SOURCE DATA below:

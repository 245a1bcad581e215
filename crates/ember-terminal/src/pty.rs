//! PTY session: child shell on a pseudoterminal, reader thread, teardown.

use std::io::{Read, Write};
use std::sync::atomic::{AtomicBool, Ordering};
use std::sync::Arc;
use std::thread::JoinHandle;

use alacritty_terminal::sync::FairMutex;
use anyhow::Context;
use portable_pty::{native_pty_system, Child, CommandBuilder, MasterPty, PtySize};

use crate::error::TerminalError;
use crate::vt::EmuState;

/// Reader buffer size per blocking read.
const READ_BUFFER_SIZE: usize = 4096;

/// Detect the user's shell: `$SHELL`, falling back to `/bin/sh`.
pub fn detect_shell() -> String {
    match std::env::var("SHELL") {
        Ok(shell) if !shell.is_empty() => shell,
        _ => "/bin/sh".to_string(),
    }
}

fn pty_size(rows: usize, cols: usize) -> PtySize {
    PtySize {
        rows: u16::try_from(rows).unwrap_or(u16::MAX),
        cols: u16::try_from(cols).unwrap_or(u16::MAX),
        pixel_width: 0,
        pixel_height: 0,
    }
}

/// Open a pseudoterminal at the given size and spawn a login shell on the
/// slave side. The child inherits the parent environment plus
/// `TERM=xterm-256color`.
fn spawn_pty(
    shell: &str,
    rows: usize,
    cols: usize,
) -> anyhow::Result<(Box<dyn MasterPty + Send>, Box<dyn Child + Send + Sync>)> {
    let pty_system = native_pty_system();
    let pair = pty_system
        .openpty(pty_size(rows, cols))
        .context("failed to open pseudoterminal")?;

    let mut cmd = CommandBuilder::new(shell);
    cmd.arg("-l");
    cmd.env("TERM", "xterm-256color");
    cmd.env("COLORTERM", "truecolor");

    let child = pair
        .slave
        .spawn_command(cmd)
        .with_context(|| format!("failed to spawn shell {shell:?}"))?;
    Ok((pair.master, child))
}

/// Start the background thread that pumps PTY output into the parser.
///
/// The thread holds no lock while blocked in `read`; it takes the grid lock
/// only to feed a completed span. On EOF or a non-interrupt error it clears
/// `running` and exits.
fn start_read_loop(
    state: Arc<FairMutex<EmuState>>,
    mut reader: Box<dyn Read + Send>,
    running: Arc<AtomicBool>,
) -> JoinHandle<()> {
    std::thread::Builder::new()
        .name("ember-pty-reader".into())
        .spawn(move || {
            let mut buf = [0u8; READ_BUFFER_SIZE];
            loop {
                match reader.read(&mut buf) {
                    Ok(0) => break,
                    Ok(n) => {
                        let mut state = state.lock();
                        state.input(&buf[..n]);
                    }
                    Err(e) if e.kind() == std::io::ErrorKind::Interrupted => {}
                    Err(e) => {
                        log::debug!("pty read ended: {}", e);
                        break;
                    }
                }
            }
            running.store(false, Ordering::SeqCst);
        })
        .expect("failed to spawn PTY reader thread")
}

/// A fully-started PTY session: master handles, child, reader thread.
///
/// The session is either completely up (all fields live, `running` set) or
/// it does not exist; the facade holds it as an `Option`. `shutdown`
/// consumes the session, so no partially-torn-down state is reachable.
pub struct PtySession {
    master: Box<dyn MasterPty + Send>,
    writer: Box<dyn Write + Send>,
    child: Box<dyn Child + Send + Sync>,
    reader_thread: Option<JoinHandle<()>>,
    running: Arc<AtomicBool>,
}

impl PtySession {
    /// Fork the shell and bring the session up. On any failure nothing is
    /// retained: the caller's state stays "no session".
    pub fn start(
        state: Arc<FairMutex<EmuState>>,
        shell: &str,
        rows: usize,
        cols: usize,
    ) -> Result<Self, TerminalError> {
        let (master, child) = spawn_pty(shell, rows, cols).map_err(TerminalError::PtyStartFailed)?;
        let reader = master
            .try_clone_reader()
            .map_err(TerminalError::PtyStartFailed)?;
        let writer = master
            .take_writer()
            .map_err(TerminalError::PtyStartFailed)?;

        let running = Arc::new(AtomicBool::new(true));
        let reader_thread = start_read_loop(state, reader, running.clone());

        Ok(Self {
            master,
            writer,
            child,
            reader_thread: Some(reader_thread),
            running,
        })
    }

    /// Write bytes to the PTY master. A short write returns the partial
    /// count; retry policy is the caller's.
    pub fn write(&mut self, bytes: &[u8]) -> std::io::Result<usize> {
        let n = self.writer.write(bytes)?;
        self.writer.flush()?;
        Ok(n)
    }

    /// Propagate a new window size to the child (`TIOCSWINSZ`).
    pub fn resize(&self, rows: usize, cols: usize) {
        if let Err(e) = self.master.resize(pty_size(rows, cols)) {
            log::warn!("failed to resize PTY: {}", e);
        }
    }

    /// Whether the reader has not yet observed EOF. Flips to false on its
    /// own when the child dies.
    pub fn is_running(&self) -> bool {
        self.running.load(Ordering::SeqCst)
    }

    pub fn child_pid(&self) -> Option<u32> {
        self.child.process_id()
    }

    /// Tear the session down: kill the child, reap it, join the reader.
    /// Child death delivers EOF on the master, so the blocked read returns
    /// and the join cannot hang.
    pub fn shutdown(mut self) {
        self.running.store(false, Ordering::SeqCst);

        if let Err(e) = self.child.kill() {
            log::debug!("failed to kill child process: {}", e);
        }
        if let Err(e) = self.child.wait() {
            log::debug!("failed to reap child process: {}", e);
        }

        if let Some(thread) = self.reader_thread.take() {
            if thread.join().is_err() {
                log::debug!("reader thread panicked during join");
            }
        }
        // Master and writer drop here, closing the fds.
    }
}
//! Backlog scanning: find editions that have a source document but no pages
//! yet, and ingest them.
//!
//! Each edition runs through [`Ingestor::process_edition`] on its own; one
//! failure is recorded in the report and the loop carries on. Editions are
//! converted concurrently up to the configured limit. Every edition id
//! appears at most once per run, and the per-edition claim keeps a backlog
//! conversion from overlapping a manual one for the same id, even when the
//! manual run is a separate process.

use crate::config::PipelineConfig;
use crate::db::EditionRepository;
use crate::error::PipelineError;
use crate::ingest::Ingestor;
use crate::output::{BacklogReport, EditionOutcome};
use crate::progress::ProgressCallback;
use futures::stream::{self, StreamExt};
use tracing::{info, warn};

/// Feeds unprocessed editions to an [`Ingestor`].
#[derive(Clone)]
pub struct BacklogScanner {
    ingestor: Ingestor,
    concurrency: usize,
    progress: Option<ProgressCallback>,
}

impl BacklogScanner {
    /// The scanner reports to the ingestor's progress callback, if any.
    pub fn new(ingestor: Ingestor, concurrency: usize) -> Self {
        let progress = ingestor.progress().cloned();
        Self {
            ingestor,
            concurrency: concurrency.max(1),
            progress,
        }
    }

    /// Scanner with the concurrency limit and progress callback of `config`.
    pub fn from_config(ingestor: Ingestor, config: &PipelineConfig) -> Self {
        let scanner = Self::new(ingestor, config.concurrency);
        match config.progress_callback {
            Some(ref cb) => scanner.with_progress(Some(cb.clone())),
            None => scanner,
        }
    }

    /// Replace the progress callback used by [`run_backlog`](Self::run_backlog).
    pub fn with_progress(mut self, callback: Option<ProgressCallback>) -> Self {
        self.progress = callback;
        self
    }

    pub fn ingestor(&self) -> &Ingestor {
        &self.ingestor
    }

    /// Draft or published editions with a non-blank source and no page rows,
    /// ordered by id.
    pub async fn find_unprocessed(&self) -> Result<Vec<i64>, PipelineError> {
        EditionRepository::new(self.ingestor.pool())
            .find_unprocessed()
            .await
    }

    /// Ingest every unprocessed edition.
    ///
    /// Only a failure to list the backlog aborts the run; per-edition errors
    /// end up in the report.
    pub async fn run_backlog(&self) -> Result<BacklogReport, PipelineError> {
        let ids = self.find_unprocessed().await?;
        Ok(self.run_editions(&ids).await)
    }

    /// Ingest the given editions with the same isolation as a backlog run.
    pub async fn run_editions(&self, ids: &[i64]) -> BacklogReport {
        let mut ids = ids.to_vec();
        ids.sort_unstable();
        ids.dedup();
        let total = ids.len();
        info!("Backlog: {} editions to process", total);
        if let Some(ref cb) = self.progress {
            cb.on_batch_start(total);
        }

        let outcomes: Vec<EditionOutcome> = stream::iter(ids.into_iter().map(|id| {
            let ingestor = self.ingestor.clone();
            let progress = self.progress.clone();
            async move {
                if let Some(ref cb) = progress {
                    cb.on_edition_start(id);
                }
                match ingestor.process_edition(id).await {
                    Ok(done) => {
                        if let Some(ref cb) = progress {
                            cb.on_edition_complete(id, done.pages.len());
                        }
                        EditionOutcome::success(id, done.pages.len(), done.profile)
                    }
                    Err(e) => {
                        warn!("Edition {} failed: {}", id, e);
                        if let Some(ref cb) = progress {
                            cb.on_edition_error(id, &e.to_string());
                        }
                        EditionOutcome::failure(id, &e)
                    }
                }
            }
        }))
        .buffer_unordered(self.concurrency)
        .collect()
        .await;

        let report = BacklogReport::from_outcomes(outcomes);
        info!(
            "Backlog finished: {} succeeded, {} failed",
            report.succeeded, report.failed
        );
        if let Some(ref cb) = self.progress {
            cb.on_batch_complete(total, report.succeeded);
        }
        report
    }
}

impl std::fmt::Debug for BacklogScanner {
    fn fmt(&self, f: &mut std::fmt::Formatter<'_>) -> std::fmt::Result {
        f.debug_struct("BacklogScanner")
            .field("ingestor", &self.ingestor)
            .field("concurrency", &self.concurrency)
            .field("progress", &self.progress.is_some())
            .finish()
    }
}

End of SOURCE DATA.

WHAT YOU ARE ASKED TO DO: Only the lines from the start of the data to the line holding "use anyhow::Context;" are wanted; return them exactly, both ends included.

WORKED SOLUTION:
repository 245a1bcad581e215
filename crates/ember-terminal/src/pty.rs
//! PTY session: child shell on a pseudoterminal, reader thread, teardown.

use std::io::{Read, Write};
use std::sync::atomic::{AtomicBool, Ordering};
use std::sync::Arc;
use std::thread::JoinHandle;

use alacritty_terminal::sync::FairMutex;
use anyhow::Context;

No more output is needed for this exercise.